### Stored data ###
#[cfg(test)]
mod tests {
    use super::*;
    use chrono::TimeZone;

    fn listing(uuid: &str, listing_id: &str, posted_day: Option<u32>) -> Listing {
        let mut listing = Listing::new(RecordUuid::parse(uuid).unwrap(), listing_id);
        listing.posted =
            posted_day.map(|day| Utc.with_ymd_and_hms(2024, 3, day, 12, 0, 0).unwrap());
        listing
    }

    fn sample() -> InventoryService {
        let mut floyd = listing("550e8400-e29b-41d4-a716-446655440000", "1001", Some(1));
        floyd.release_title = Some("Animals".into());
        floyd.artist_names = Some("Pink Floyd".into());
        floyd.genres = Some("Rock".into());
        floyd.format_names = Some("Vinyl, LP, Album".into());
        floyd.condition = Some("Very Good Plus (VG+)".into());
        floyd.sleeve_condition = Some("Very Good (VG)".into());
        floyd.label_names = Some("Harvest".into());
        floyd.release_year = Some(1977);
        floyd.updated_at = Some(Utc.with_ymd_and_hms(2024, 4, 2, 8, 0, 0).unwrap());

        let mut shadow = listing("123e4567-e89b-12d3-a456-426614174000", "1002", Some(5));
        shadow.release_title = Some("Endtroducing.....".into());
        shadow.artist_names = Some("DJ Shadow".into());
        shadow.genres = Some("Electronic, Hip Hop".into());
        shadow.format_names = Some("Vinyl, LP".into());
        shadow.condition = Some("Near Mint (NM or M-)".into());
        shadow.sleeve_condition = Some("Very Good (VG)".into());
        shadow.label_names = Some("Mo' Wax".into());
        shadow.primary_artist = Some("DJ Shadow".into());
        shadow.release_year = Some(1996);
        shadow.updated_at = Some(Utc.with_ymd_and_hms(2024, 4, 9, 8, 0, 0).unwrap());

        let mut krush = listing("a1b2c3d4-0000-4000-8000-00000000abcd", "1003", None);
        krush.release_title = Some("Strictly Turntablized".into());
        krush.artist_names = Some("DJ Krush".into());
        krush.genres = Some("Electronic".into());
        krush.format_names = Some("CD, Album".into());
        krush.condition = Some("Near Mint (NM or M-)".into());
        krush.label_names = Some("Mo' Wax".into());
        krush.release_year = Some(1994);

        InventoryService::from_listings(vec![floyd, krush, shadow]).unwrap()
    }

    fn ids(listings: &[&Listing]) -> Vec<String> {
        listings.iter().map(|l| l.listing_id.clone()).collect()
    }

    #[test]
    fn all_is_newest_first_with_undated_last() {
        let inventory = sample();
        let order: Vec<&str> = inventory
            .all()
            .iter()
            .map(|l| l.listing_id.as_str())
            .collect();

        assert_eq!(order, vec!["1002", "1001", "1003"]);
    }

    #[test]
    fn get_ignores_case() {
        let inventory = sample();
        let upper = RecordUuid::parse("550E8400-E29B-41D4-A716-446655440000").unwrap();

        assert_eq!(inventory.get(&upper).unwrap().listing_id, "1001");
    }

    #[test]
    fn get_unknown_is_none() {
        let inventory = sample();
        assert!(inventory.get(&RecordUuid::new()).is_none());
    }

    #[test]
    fn get_by_listing_id() {
        let inventory = sample();

        assert_eq!(
            inventory.get_by_listing_id("1003").unwrap().display_name(),
            "DJ Krush - Strictly Turntablized"
        );
        assert!(inventory.get_by_listing_id("9999").is_none());
    }

    #[test]
    fn duplicate_uuids_rejected() {
        let a = listing("550e8400-e29b-41d4-a716-446655440000", "1", None);
        let b = listing("550E8400-E29B-41D4-A716-446655440000", "2", None);

        let result = InventoryService::from_listings(vec![a, b]);
        assert!(matches!(result, Err(StoreError::DuplicateListing(_))));
    }

    #[test]
    fn search_by_free_text() {
        let inventory = sample();
        let query = SearchQuery {
            q: Some("dj".into()),
            ..Default::default()
        };

        assert_eq!(ids(&inventory.search(&query)), vec!["1002", "1003"]);
    }

    #[test]
    fn search_matches_title_too() {
        let inventory = sample();
        let query = SearchQuery {
            q: Some("ANIMALS".into()),
            ..Default::default()
        };

        assert_eq!(ids(&inventory.search(&query)), vec!["1001"]);
    }

    #[test]
    fn search_filters_combine() {
        let inventory = sample();
        let query = SearchQuery {
            genre: Some("electronic".into()),
            format: Some("vinyl".into()),
            ..Default::default()
        };

        assert_eq!(ids(&inventory.search(&query)), vec!["1002"]);
    }

    #[test]
    fn blank_filters_are_ignored() {
        let inventory = sample();
        let query = SearchQuery {
            q: Some("   ".into()),
            artist: Some(String::new()),
            ..Default::default()
        };

        assert_eq!(inventory.search(&query).len(), 3);
    }

    #[test]
    fn search_by_condition_is_exact() {
        let inventory = sample();
        let near_mint = SearchQuery {
            condition: Some(" near mint (nm or m-) ".into()),
            ..Default::default()
        };
        let partial = SearchQuery {
            condition: Some("Near Mint".into()),
            ..Default::default()
        };

        assert_eq!(ids(&inventory.search(&near_mint)), vec!["1002", "1003"]);
        assert!(inventory.search(&partial).is_empty());
    }

    #[test]
    fn search_combines_condition_with_text() {
        let inventory = sample();
        let query = SearchQuery {
            q: Some("krush".into()),
            condition: Some("Near Mint (NM or M-)".into()),
            ..Default::default()
        };

        assert_eq!(ids(&inventory.search(&query)), vec!["1003"]);
    }

    #[test]
    fn facets_count_distinct_values() {
        let facets = sample().facets();
        let pairs = |list: &[FacetCount]| -> Vec<(String, usize)> {
            list.iter().map(|f| (f.value.clone(), f.count)).collect()
        };

        assert_eq!(
            pairs(&facets.artists),
            vec![
                ("DJ Krush".to_string(), 1),
                ("DJ Shadow".to_string(), 1),
                ("Pink Floyd".to_string(), 1),
            ]
        );
        assert_eq!(
            pairs(&facets.labels),
            vec![("Mo' Wax".to_string(), 2), ("Harvest".to_string(), 1)]
        );
        assert_eq!(
            pairs(&facets.years),
            vec![
                ("1977".to_string(), 1),
                ("1994".to_string(), 1),
                ("1996".to_string(), 1),
            ]
        );
        assert_eq!(facets.conditions[0].value, "Near Mint (NM or M-)");
        assert_eq!(facets.conditions[0].count, 2);
        assert_eq!(
            pairs(&facets.sleeve_conditions),
            vec![("Very Good (VG)".to_string(), 2)]
        );
    }

    #[test]
    fn facets_skip_blank_values() {
        let mut blank = listing("550e8400-e29b-41d4-a716-446655440000", "1", None);
        blank.condition = Some("  ".into());
        let inventory = InventoryService::from_listings(vec![blank]).unwrap();

        assert_eq!(inventory.facets(), InventoryFacets::default());
    }

    #[test]
    fn stats_reports_latest_update() {
        let inventory = sample();
        let stats = inventory.stats();

        assert_eq!(stats.total_listings, 3);
        assert_eq!(
            stats.last_updated,
            Some(Utc.with_ymd_and_hms(2024, 4, 9, 8, 0, 0).unwrap())
        );
    }

    #[test]
    fn stats_on_empty_inventory() {
        let stats = InventoryService::default().stats();

        assert_eq!(
            stats,
            InventoryStats {
                total_listings: 0,
                last_updated: None
            }
        );
    }

    #[test]
    fn load_reads_json_export() {
        let dir = tempfile::tempdir().unwrap();
        let file = dir.path().join("inventory.json");
        std::fs::write(
            &file,
            r#"[
                {"uuid": "550e8400-e29b-41d4-a716-446655440000", "listing_id": "1001",
                 "posted": "2024-03-01T12:00:00Z"},
                {"uuid": "123e4567-e89b-12d3-a456-426614174000", "listing_id": "1002",
                 "posted": "2024-03-05T12:00:00Z"}
            ]"#,
        )
        .unwrap();

        let inventory = InventoryService::load(&file).unwrap();
        assert_eq!(inventory.len(), 2);
        assert_eq!(inventory.all()[0].listing_id, "1002");
    }

    #[test]
    fn load_missing_file_fails() {
        let dir = tempfile::tempdir().unwrap();
        let result = InventoryService::load(&dir.path().join("missing.json"));

        assert!(matches!(result, Err(StoreError::InventoryRead { .. })));
    }

    #[test]
    fn load_malformed_json_fails() {
        let dir = tempfile::tempdir().unwrap();
        let file = dir.path().join("inventory.json");
        std::fs::write(&file, r#"{"not": "an array"}"#).unwrap();

        let result = InventoryService::load(&file);
        assert!(matches!(result, Err(StoreError::InventoryParse { .. })));
    }
}
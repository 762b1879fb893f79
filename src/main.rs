//! Storefront server binary.
//!
//! ## Purpose
//! Loads the inventory export once and serves the storefront pages and JSON API.
//!
//! # Environment Variables
//! - `FREAKINBEATS_ADDR`: Server address (default: "0.0.0.0:3000")
//! - `INVENTORY_FILE`: Inventory export (default: `ingest/inventory.json`)
//! - `RUST_LOG`: Extra tracing filter directives

use std::path::PathBuf;
use std::sync::Arc;
use tracing_subscriber::{layer::SubscriberExt, util::SubscriberInitExt};

use freakinbeats_core::{
    CoreConfig, INVENTORY_FILE_ENV, InventoryService, LISTEN_ADDR_ENV,
    config::{listen_addr_from_env_value, resolve_inventory_file},
};

/// Main entry point for the Freakinbeats storefront.
///
/// # Errors
/// Returns an error if:
/// - the logging/tracing configuration cannot be initialised,
/// - the inventory file cannot be located, read or parsed,
/// - the listen address is invalid or cannot be bound, or
/// - the HTTP server fails while running.
#[tokio::main]
async fn main() -> anyhow::Result<()> {
    dotenvy::dotenv().ok();

    tracing_subscriber::registry()
        .with(
            tracing_subscriber::EnvFilter::from_default_env()
                .add_directive("freakinbeats_run=info".parse()?)
                .add_directive("freakinbeats_core=info".parse()?)
                .add_directive("tower_http=info".parse()?),
        )
        .with(tracing_subscriber::fmt::layer())
        .init();

    let inventory_override = std::env::var(INVENTORY_FILE_ENV).ok().map(PathBuf::from);
    let inventory_file = resolve_inventory_file(inventory_override)?;
    let listen_addr = listen_addr_from_env_value(std::env::var(LISTEN_ADDR_ENV).ok())?;
    let cfg = CoreConfig::new(inventory_file, listen_addr)?;

    let inventory = InventoryService::load(cfg.inventory_file())?;
    if inventory.is_empty() {
        tracing::warn!("Inventory {} has no listings", cfg.inventory_file().display());
    }

    tracing::info!("++ Starting Freakinbeats on {}", cfg.listen_addr());

    let app = freakinbeats_run::app(Arc::new(inventory));
    let listener = tokio::net::TcpListener::bind(cfg.listen_addr()).await?;
    axum::serve(listener, app).await?;

    Ok(())
}
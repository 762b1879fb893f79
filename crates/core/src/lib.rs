//! # Freakinbeats Core
//!
//! Core storefront logic for the Freakinbeats record shop.
//!
//! This crate contains pure data operations:
//! - The read-only listing inventory loaded from the marketplace export
//! - Detail page state, driven by the identifier found in the page path
//! - Startup configuration helpers
//!
//! **No HTTP concerns**: routing, page shells and JSON responses belong in the server binary.

pub mod config;
pub mod constants;
pub mod detail;
pub mod error;
pub mod inventory;
pub mod listing;

pub use config::CoreConfig;
pub use constants::*;
pub use detail::{DetailState, DetailView};
pub use error::{StoreError, StoreResult};
pub use inventory::{FacetCount, InventoryFacets, InventoryService, InventoryStats, SearchQuery};
pub use listing::Listing;

pub use freakinbeats_uuid::{resolve, PathSource, RecordUuid};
###
=== Problem to solve ===
Report, as a bare number, how many lines above contain the string "address".

=== Output ===
2